In May last year, I spotted a tweet from an Anthropic engineer announcing the BSides CTF:
I’m no CTF expert/practitioner, but I tackled a few during undergrad, with a focus on forensic puzzles. This event mixed steganography with some neural-network trivia, so it sounded like the perfect weekend project.
The challenge is available via the Wayback Machine at Anthropic AI Bsides. Do try it out before reading further!
Introduction
Feel free to skip ahead to the start of the challenge if you’re already familiar with CTFs.
CTF?
CTF stands for Capture The Flag, a style of cybersecurity competition where solving technical puzzles reveals a short secret string—the flag - that you submit for points.
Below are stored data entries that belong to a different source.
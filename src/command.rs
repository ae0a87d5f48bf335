use std::io::{self, Write};

use lemma::{ExceptionTable, Lemmatizer, LemmatizerConfig, TrainingExample, WordClass};
use serde::Serialize;
use tracing::info;

use crate::{
    cli::{Evaluate, Lemmatize, Train},
    dataset,
    error::{Error, IoError},
};

#[derive(Debug, Serialize)]
struct LemmaRecord<'a> {
    word_class: &'a str,
    full_form: &'a str,
    lemmas: Vec<String>,
}

#[derive(Debug, Serialize, PartialEq, Eq, PartialOrd, Ord)]
struct ExceptionRecord<'a> {
    word_class: &'a str,
    full_form: &'a str,
    lemma: &'a str,
    count: usize,
}

#[derive(Debug, Default, PartialEq)]
pub struct Accuracy {
    pub total: usize,
    pub rules: usize,
    pub lemmatizer: usize,
}

impl Accuracy {
    fn ratio(hits: usize, total: usize) -> f64 {
        if total == 0 {
            0.0
        } else {
            hits as f64 / total as f64
        }
    }
}

pub async fn lemmatize(args: Lemmatize) -> Result<(), Error> {
    let lemmatizer =
        Lemmatizer::default().with_config(LemmatizerConfig::new(args.tie_break.into()));

    if let Some(path) = &args.train {
        let examples = dataset::load(path, args.format).await?;
        lemmatizer.fit(&examples)?;
    }

    let mut stdout = io::stdout().lock();

    for word in &args.words {
        let lemmas = if args.all {
            lemmatizer.candidates(&args.class, word)?.into_vec()
        } else {
            vec![lemmatizer.lemmatize(&args.class, word)?]
        };

        let line = if args.json {
            let record = LemmaRecord {
                word_class: args.class.as_str(),
                full_form: word,
                lemmas,
            };
            to_json(&record)?
        } else {
            format!("{word}\t{}", lemmas.join(","))
        };

        write_line(&mut stdout, &line)?;
    }

    Ok(())
}

pub async fn train(args: Train) -> Result<(), Error> {
    let examples = dataset::load(&args.train, args.format).await?;
    let lemmatizer = Lemmatizer::default();
    lemmatizer.fit(&examples)?;

    let table = lemmatizer.snapshot();
    let records = exception_records(&table);
    info!("learned {} exceptions", records.len());

    let mut stdout = io::stdout().lock();

    if args.json {
        write_line(&mut stdout, &to_json(&records)?)?;
    } else {
        for record in &records {
            let line = format!(
                "{}\t{}\t{}\t{}",
                record.word_class, record.full_form, record.lemma, record.count
            );
            write_line(&mut stdout, &line)?;
        }
    }

    Ok(())
}

pub async fn evaluate(args: Evaluate) -> Result<(), Error> {
    let train = dataset::load(&args.train, args.format).await?;
    let test = dataset::load(&args.test, args.format).await?;

    let lemmatizer =
        Lemmatizer::default().with_config(LemmatizerConfig::new(args.tie_break.into()));
    lemmatizer.fit(&train)?;

    let accuracy = score(&lemmatizer, &test)?;
    let mut stdout = io::stdout().lock();

    write_line(
        &mut stdout,
        &format!(
            "rules\t{}/{}\t{:.4}",
            accuracy.rules,
            accuracy.total,
            Accuracy::ratio(accuracy.rules, accuracy.total)
        ),
    )?;
    write_line(
        &mut stdout,
        &format!(
            "rules+exceptions\t{}/{}\t{:.4}",
            accuracy.lemmatizer,
            accuracy.total,
            Accuracy::ratio(accuracy.lemmatizer, accuracy.total)
        ),
    )?;

    Ok(())
}

/// Counts exact matches of the bare rules and of the full lemmatizer.
/// Ambiguous exception entries count as misses under the reject policy.
pub fn score(lemmatizer: &Lemmatizer, examples: &[TrainingExample]) -> Result<Accuracy, Error> {
    let mut accuracy = Accuracy::default();

    for example in examples {
        accuracy.total += 1;

        let class = &example.word_class;
        let predicted = lemmatizer.apply_rules(class, &example.full_form)?;

        if predicted.is_single() && predicted.contains(&example.lemma) {
            accuracy.rules += 1;
        }

        match lemmatizer.lemmatize(class, &example.full_form) {
            Ok(lemma) if lemma == example.lemma => accuracy.lemmatizer += 1,
            Ok(_) | Err(lemma::Error::AmbiguousLemma { .. }) => {}
            Err(error) => return Err(error.into()),
        }
    }

    Ok(accuracy)
}

fn exception_records(table: &ExceptionTable) -> Vec<ExceptionRecord<'_>> {
    let mut records = table
        .iter()
        .flat_map(|(class, full_form, entry)| {
            entry.iter().map(move |observation| ExceptionRecord {
                word_class: WordClass::as_str(class),
                full_form,
                lemma: observation.lemma(),
                count: observation.count(),
            })
        })
        .collect::<Vec<_>>();

    records.sort();
    records
}

fn to_json<T: Serialize>(value: &T) -> Result<String, Error> {
    serde_json::to_string(value)
        .map_err(|error| crate::error::DatasetError::Json(error.to_string()).into())
}

fn write_line<W: Write>(writer: &mut W, line: &str) -> Result<(), Error> {
    writeln!(writer, "{line}").map_err(|error| IoError::File(error.kind()).into())
}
Think of it as digital hide-and-seek: organizers hide vulnerabilities, encrypted messages, or cleverly obfuscated code; competitors hunt them down.
CTF Styles
Not every competition runs the same playbook. Most events fall into one of three flavours:
Jeopardy
A scoreboard with dozens of stand-alone puzzles. Solve any task in any order to reveal a static flag worth fixed points. This style is workshop / learning-friendly.
Attack-Defense
Each team gets an identical (and intentionally vulnerable) service. Every “tick” you:
- Keep your instance alive for defence points
- Exploit everyone else to steal a fresh dynamic flag for attack points
Patch too aggressively and you might brick your own service. Patch too cautiously and you’ll bleed flags. It’s a fast-paced, chaotic, team-centric format.
Mixed / Custom
Organisers mash the two together or add story-driven twists (e.g., live red-team/blue-team, lock-picking, hardware). This is a YOLO mode CTF.
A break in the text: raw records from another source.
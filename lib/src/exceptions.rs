//! Learned overrides for the rule engine.
//!
//! The [`ExceptionTable`] maps a full form of a word class to the set of gold
//! lemmas seen for it in training. Entries keep lemmas in first-observed
//! order together with their observation counts, which the dispatcher uses
//! to resolve homographs.

extern crate hashbrown;

use std::slice::Iter;

use hashbrown::HashMap;

use crate::{candidates::Candidates, config::TieBreak, util::Counter, word_class::WordClass};

#[derive(Clone, Debug, PartialEq, Eq)]
pub struct Observation {
    lemma: String,
    count: Counter<usize>,
}

impl Observation {
    #[inline]
    pub fn lemma(&self) -> &str {
        &self.lemma
    }

    #[inline]
    pub fn count(&self) -> usize {
        self.count.get()
    }
}

/// Gold lemmas observed for one full form.
#[derive(Clone, Debug, Default, PartialEq, Eq)]
pub struct ExceptionEntry {
    observations: Vec<Observation>,
}

impl ExceptionEntry {
    pub fn new() -> Self {
        Self::default()
    }

    /// Records `count` more sightings of `lemma`.
    pub fn observe(&mut self, lemma: &str, count: usize) {
        match self
            .observations
            .iter_mut()
            .find(|observation| observation.lemma == lemma)
        {
            Some(observation) => observation.count += Counter::new(count),
            None => self.observations.push(Observation {
                lemma: lemma.to_string(),
                count: Counter::new(count),
            }),
        }
    }

    /// Number of distinct lemmas.
    #[inline]
    pub fn len(&self) -> usize {
        self.observations.len()
    }

    #[inline]
    pub fn is_empty(&self) -> bool {
        self.observations.is_empty()
    }

    #[inline]
    pub fn is_ambiguous(&self) -> bool {
        self.len() > 1
    }

    #[inline]
    pub fn contains(&self, lemma: &str) -> bool {
        self.observations
            .iter()
            .any(|observation| observation.lemma == lemma)
    }

    #[inline]
    pub fn iter(&self) -> Iter<'_, Observation> {
        self.observations.iter()
    }

    /// Lemmas in first-observed order.
    pub fn lemmas(&self) -> impl Iterator<Item = &str> {
        self.observations.iter().map(Observation::lemma)
    }

    pub fn count(&self, lemma: &str) -> usize {
        self.observations
            .iter()
            .find(|observation| observation.lemma == lemma)
            .map_or(0, Observation::count)
    }

    pub fn candidates(&self) -> Candidates {
        Candidates::from_vec(self.lemmas().map(str::to_string).collect())
    }

    /// Picks one lemma, or `None` if the entry is empty or the policy is
    /// [`TieBreak::Reject`] and more than one lemma is present.
    pub fn select(&self, tie_break: TieBreak) -> Option<&str> {
        if !self.is_ambiguous() {
            return self.observations.first().map(Observation::lemma);
        }

        match tie_break {
            TieBreak::MostFrequent => self
                .observations
                .iter()
                .rev()
                .max_by_key(|observation| observation.count)
                .map(Observation::lemma),
            TieBreak::FirstObserved => self.observations.first().map(Observation::lemma),
            TieBreak::Alphabetical => self.lemmas().min(),
            TieBreak::Reject => None,
        }
    }
}

/// Exception sets keyed by word class and full form. Immutable once built.
#[derive(Clone, Debug, Default, PartialEq)]
pub struct ExceptionTable {
    inner: HashMap<WordClass, HashMap<String, ExceptionEntry>>,
}

impl ExceptionTable {
    #[inline]
    pub fn new() -> Self {
        Self::default()
    }

    #[inline]
    pub fn builder() -> ExceptionTableBuilder {
        ExceptionTableBuilder::new()
    }

    #[inline]
    pub fn get(&self, class: &WordClass, full_form: &str) -> Option<&ExceptionEntry> {
        self.inner.get(class).and_then(|forms| forms.get(full_form))
    }

    #[inline]
    pub fn contains(&self, class: &WordClass, full_form: &str) -> bool {
        self.get(class, full_form).is_some()
    }

    #[inline]
    pub fn classes(&self) -> impl Iterator<Item = &WordClass> {
        self.inner.keys()
    }

    /// Full forms with exceptions in `class`.
    pub fn class_len(&self, class: &WordClass) -> usize {
        self.inner.get(class).map_or(0, HashMap::len)
    }

    /// Exception entries of one class, in no particular order.
    pub fn iter_class<'a>(
        &'a self,
        class: &WordClass,
    ) -> impl Iterator<Item = (&'a str, &'a ExceptionEntry)> + 'a {
        self.inner
            .get(class)
            .into_iter()
            .flat_map(|forms| forms.iter().map(|(form, entry)| (form.as_str(), entry)))
    }

    pub fn iter(&self) -> impl Iterator<Item = (&WordClass, &str, &ExceptionEntry)> {
        self.inner.iter().flat_map(|(class, forms)| {
            forms
                .iter()
                .map(move |(form, entry)| (class, form.as_str(), entry))
        })
    }

    /// Number of full forms with exceptions, across all classes.
    pub fn len(&self) -> usize {
        self.inner.values().map(HashMap::len).sum()
    }

    #[inline]
    pub fn is_empty(&self) -> bool {
        self.len() == 0
    }

    /// Number of (full form, lemma) pairs, across all classes.
    pub fn lemma_count(&self) -> usize {
        self.inner
            .values()
            .flat_map(HashMap::values)
            .map(ExceptionEntry::len)
            .sum()
    }
}

/// Assembles an [`ExceptionTable`] without training, or from a trainer's
/// accumulated entries.
#[derive(Debug, Default)]
pub struct ExceptionTableBuilder {
    inner: HashMap<WordClass, HashMap<String, ExceptionEntry>>,
}

impl ExceptionTableBuilder {
    pub fn new() -> Self {
        Self::default()
    }

    /// Registers `class` even if no exception is ever inserted for it.
    pub fn class(&mut self, class: WordClass) -> &mut Self {
        self.inner.entry(class).or_default();
        self
    }

    pub fn insert<S: Into<String>>(
        &mut self,
        class: WordClass,
        full_form: S,
        lemma: &str,
    ) -> &mut Self {
        self.insert_with_count(class, full_form, lemma, 1)
    }

    pub fn insert_with_count<S: Into<String>>(
        &mut self,
        class: WordClass,
        full_form: S,
        lemma: &str,
        count: usize,
    ) -> &mut Self {
        self.inner
            .entry(class)
            .or_default()
            .entry(full_form.into())
            .or_default()
            .observe(lemma, count);
        self
    }

    /// Sets the entry of `full_form`. An empty entry only registers `class`:
    /// a form without lemmas is no exception.
    pub fn insert_entry<S: Into<String>>(
        &mut self,
        class: WordClass,
        full_form: S,
        entry: ExceptionEntry,
    ) -> &mut Self {
        let forms = self.inner.entry(class).or_default();

        if !entry.is_empty() {
            forms.insert(full_form.into(), entry);
        }

        self
    }

    pub fn build(self) -> ExceptionTable {
        ExceptionTable { inner: self.inner }
    }
}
Most community events, including BSides, opt for classic Jeopardy because it scales well and newcomers can jump straight in. But if you ever see “A/D” or “King-of-the-Hill” on the announcement banner, expect the wilder second style.
Flags
Flags are just short strings that prove you solved or exploited something. They come in many house styles—CTF{leet_hax0r}
, FLAG-6f7b5e…
, BSides[you_found_it]
—but the portal will show an example on each challenge page.
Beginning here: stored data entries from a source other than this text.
use lemma::TrainingExample;

/// A small labeled Danish sample: two parallel columns, as a tabular loader
/// would hand them over.
pub(crate) fn danish_columns() -> (Vec<(&'static str, &'static str)>, Vec<&'static str>) {
    let rows = [
        (("noun", "huset"), "hus"),
        (("noun", "husene"), "hus"),
        (("noun", "numre"), "nummer"),
        (("noun", "fisk"), "fiskeri"),
        (("noun", "ged"), "ged"),
        (("noun", "ged"), "gedde"),
        (("noun", "børn"), "barn"),
        (("verb", "kastede"), "kaste"),
        (("verb", "er"), "være"),
        (("verb", "var"), "være"),
        (("adj", "gamle"), "gammel"),
        (("adj", "små"), "lille"),
        (("adv", "hurtigt"), "hurtigt"),
    ];

    rows.into_iter().unzip()
}

pub(crate) fn danish_examples() -> Vec<TrainingExample> {
    let (inputs, lemmas) = danish_columns();

    inputs
        .into_iter()
        .zip(lemmas)
        .map(TrainingExample::from)
        .collect()
}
In A/D games a new flag is generated every round, so automation matters.
With that primer out of the way, let’s dive into the challenge!
Initial Exploration
As soon as we open the website, we’re greeted with a fairly simple page.
After clicking around the page a bit, I looked through the source code and found this:
<div class="fixed w-full h-full bg-[url('stego.png')] opacity-50 -z-10"></div>
<!-- sometimes, the answers you seek are in plain sight -->
Once the above image stego.png
is downloaded, it looks as follows:
While it looks like the image doesn’t really have anything interesting, the name of the image gives us a hint: “stego” = “steganography”
Steganography?
Steganography is the practice of hiding data in plain sight. Steganography is often embedded in images or audio[1].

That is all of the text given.